Salidroside alleviates dexamethasone‐induced inhibition of bone formation via transforming growth factor‐beta/Smad2/3 signaling pathway

Abstract Glucocorticoid‐induced osteoporosis is the third epidemic osteoporosis following postmenopausal and senileosteoporosis. According to one study, salidroside made ovariectomized rats' bones strong. Salidroside's potential for treating glucocorticoid‐induced osteoporosis remains unproven. This study aimed to investigate the protective effect and mechanism of salidroside on dexamethasone‐induced osteogenic differentiation and bone formation in MC3T3‐E1 cells and zebrafish. The study proved that salindroside had no harmful impact on MC3T3E1 cells. Salidroside significantly relieved dexamethasone‐induced inhibition of ALP (alkaline phosphatase) activity and mineralization in MC3T3‐E1 cells, and promoted osteogenic differentiation of cells. Salidroside increased the expression of osteopontin (OPN), runt‐related transcription factor 2 (Runx2), osterix (Osx), transforming growth factor‐beta (TGF‐β) proteins and promoted the phosphorylation of Smad2/3 in MC3T3‐E1 cells treated with dexamethasone.

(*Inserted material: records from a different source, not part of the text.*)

//! # Bourse: an in-memory equities exchange simulator
//!
//! A multi-instrument limit-order-book matching engine with price-time
//! priority crossing, per-instrument trade and quote statistics, and an
//! asynchronous notification pipeline that pushes order state, trade prints
//! and top-of-book quotes to registered subscribers.

pub use event_pipeline;
pub use exchange_core;
pub use order_book;

pub mod config;

pub use exchange_core::{Exchange, ExchangeError};

pub const VERSION: &str = env!("CARGO_PKG_VERSION");
pub const NAME: &str = env!("CARGO_PKG_NAME");
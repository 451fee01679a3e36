//! Concurrent pipeline between order submission and subscriber delivery.
//!
//! Three bounded queues, three dedicated worker threads: the dispatcher
//! consumes submitted orders and drives the matching engine, and the two
//! fan-out workers push order updates and trade/quote notifications to
//! registered subscribers, evicting any subscriber whose delivery fails.

pub mod channels;
pub mod dispatcher;
pub mod fanout;
pub mod subscribers;

pub use channels::PipelineChannels;
pub use dispatcher::OrderDispatcher;
pub use fanout::{OrderUpdateFanout, TradeQuoteFanout};
pub use subscribers::{DeliveryError, Notifiable, SubscriberHandle, SubscriptionTable};
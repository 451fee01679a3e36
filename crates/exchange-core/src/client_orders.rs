use std::sync::Arc;

use dashmap::DashMap;

use order_book::{ClientId, Order, OrderId};

/// The orders one client owns, keyed by order id. Clients can only see and
/// cancel orders reached through their own entry.
#[derive(Debug)]
pub struct ClientOrders {
    client_id: ClientId,
    orders: DashMap<OrderId, Arc<Order>>,
}

impl ClientOrders {
    pub fn new(client_id: ClientId) -> Self {
        Self {
            client_id,
            orders: DashMap::new(),
        }
    }

    /// Accepts the order only if it actually belongs to this client.
    pub fn add(&self, order: &Arc<Order>) -> bool {
        if order.client_id() == self.client_id {
            self.orders.insert(order.order_id(), Arc::clone(order));
            true
        } else {
            false
        }
    }

    pub fn find(&self, order_id: OrderId) -> Option<Arc<Order>> {
        self.orders
            .get(&order_id)
            .map(|entry| Arc::clone(entry.value()))
    }

    #[inline]
    pub fn len(&self) -> usize {
        self.orders.len()
    }

    #[inline]
    pub fn is_empty(&self) -> bool {
        self.orders.is_empty()
    }
}

/// Client id -> owned orders. Written on submission, read on cancellation and
/// lookups; each order is reachable through exactly one client's entry.
#[derive(Debug, Default)]
pub struct ClientOrderDirectory {
    clients: DashMap<ClientId, ClientOrders>,
}

impl ClientOrderDirectory {
    pub fn new() -> Self {
        Self::default()
    }

    pub fn link(&self, order: &Arc<Order>) {
        self.clients
            .entry(order.client_id())
            .or_insert_with(|| ClientOrders::new(order.client_id()))
            .add(order);
    }

    pub fn contains_client(&self, client_id: ClientId) -> bool {
        self.clients.contains_key(&client_id)
    }

    pub fn find(&self, client_id: ClientId, order_id: OrderId) -> Option<Arc<Order>> {
        self.clients.get(&client_id)?.find(order_id)
    }

    pub fn order_count(&self, client_id: ClientId) -> usize {
        self.clients
            .get(&client_id)
            .map(|entry| entry.len())
            .unwrap_or(0)
    }
}
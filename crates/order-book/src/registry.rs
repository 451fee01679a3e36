use std::sync::Arc;

use dashmap::DashMap;
use tracing::info;

use crate::instrument::Instrument;

/// Process-wide table of traded instruments, keyed by canonical uppercase
/// ticker. Registration is idempotent.
#[derive(Debug, Default)]
pub struct InstrumentRegistry {
    instruments: DashMap<String, Arc<Instrument>>,
}

impl InstrumentRegistry {
    pub fn new() -> Self {
        Self::default()
    }

    pub fn register(&self, ticker: &str) -> Arc<Instrument> {
        let symbol = ticker.to_uppercase();
        let entry = self.instruments.entry(symbol.clone()).or_insert_with(|| {
            info!("Registered instrument {}", symbol);
            Arc::new(Instrument::new(&symbol))
        });
        Arc::clone(entry.value())
    }

    pub fn get(&self, ticker: &str) -> Option<Arc<Instrument>> {
        self.instruments
            .get(&ticker.to_uppercase())
            .map(|entry| Arc::clone(entry.value()))
    }

    pub fn tickers(&self) -> Vec<String> {
        self.instruments
            .iter()
            .map(|entry| entry.key().clone())
            .collect()
    }

    #[inline]
    pub fn len(&self) -> usize {
        self.instruments.len()
    }

    #[inline]
    pub fn is_empty(&self) -> bool {
        self.instruments.is_empty()
    }
}
//! The exchange facade: request validation, identifier assignment, order
//! lifecycle coordination and the read-only statistics surface.
//!
//! Transports hand typed requests to [`Exchange`] and receive notifications
//! back through the callbacks they registered with it; everything below the
//! facade (books, matching, queues, fan-out) stays private to the engine.

pub mod client_orders;
pub mod error;
pub mod facade;

pub use client_orders::{ClientOrderDirectory, ClientOrders};
pub use error::ExchangeError;
pub use facade::Exchange;
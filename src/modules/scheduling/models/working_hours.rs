use chrono::{NaiveDateTime, NaiveTime, Weekday};
use serde::{Deserialize, Serialize};
use uuid::Uuid;

use crate::core::{AppError, Result};

/// Working-hours configuration for one weekday.
///
/// A row either belongs to a professional (`professional_id` set) or to the
/// whole clinic (`professional_id` NULL). Professional rows take priority
/// when resolving the schedule for a day.
#[derive(Debug, Clone, Serialize, Deserialize)]
pub struct WorkingHours {
    pub id: Uuid,
    pub clinic_id: Uuid,
    pub professional_id: Option<Uuid>,
    /// 0 = Sunday .. 6 = Saturday
    pub day_of_week: i16,
    pub start_time: NaiveTime,
    pub end_time: NaiveTime,
    pub lunch_start: Option<NaiveTime>,
    pub lunch_end: Option<NaiveTime>,
    pub slot_interval_minutes: i32,
    pub active: bool,
}

impl WorkingHours {
    /// Validate a configuration row loaded from the store
    pub fn validate(&self) -> Result<()> {
        if self.slot_interval_minutes <= 0 {
            return Err(AppError::validation(format!(
                "Slot interval must be positive, got {}",
                self.slot_interval_minutes
            )));
        }

        if self.end_time <= self.start_time {
            return Err(AppError::validation(format!(
                "Working hours end ({}) must be after start ({})",
                self.end_time, self.start_time
            )));
        }

        if let (Some(lunch_start), Some(lunch_end)) = (self.lunch_start, self.lunch_end) {
            if lunch_end <= lunch_start {
                return Err(AppError::validation(format!(
                    "Lunch end ({}) must be after lunch start ({})",
                    lunch_end, lunch_start
                )));
            }
        }

        Ok(())
    }
}

/// An existing, non-cancelled appointment occupying a contiguous span
#[derive(Debug, Clone, Serialize, Deserialize)]
pub struct Booking {
    pub starts_at: NaiveDateTime,
    /// Defaults to the schedule's slot interval when absent
    pub duration_minutes: Option<i32>,
}

/// Map a chrono weekday onto the 0 = Sunday convention used by the
/// working_hours table
pub fn day_of_week_index(weekday: Weekday) -> i16 {
    weekday.num_days_from_sunday() as i16
}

In addition, the effect of salidroside in relieving dexamethasone‐induced inhibition of osteogenic differentiation in MC3T3‐E1 cells can be blocked by TGF‐β receptor type I/II inhibitor (LY2109761). At the same time, we found that salidroside significantly alleviated the inhibition of dexamethasone‐induced bone formation in zebrafish and promoted the mineralization of zebrafish skulls. LY2109761 reversed the protective impact of salidroside on dexamethasone‐mediated bone impairment in zebrafish. These findings suggested that salidroside alleviated dexamethasone‐induced inhibition of osteogenic differentiation and bone formation via TGF‐β/Smad2/3 signaling pathway.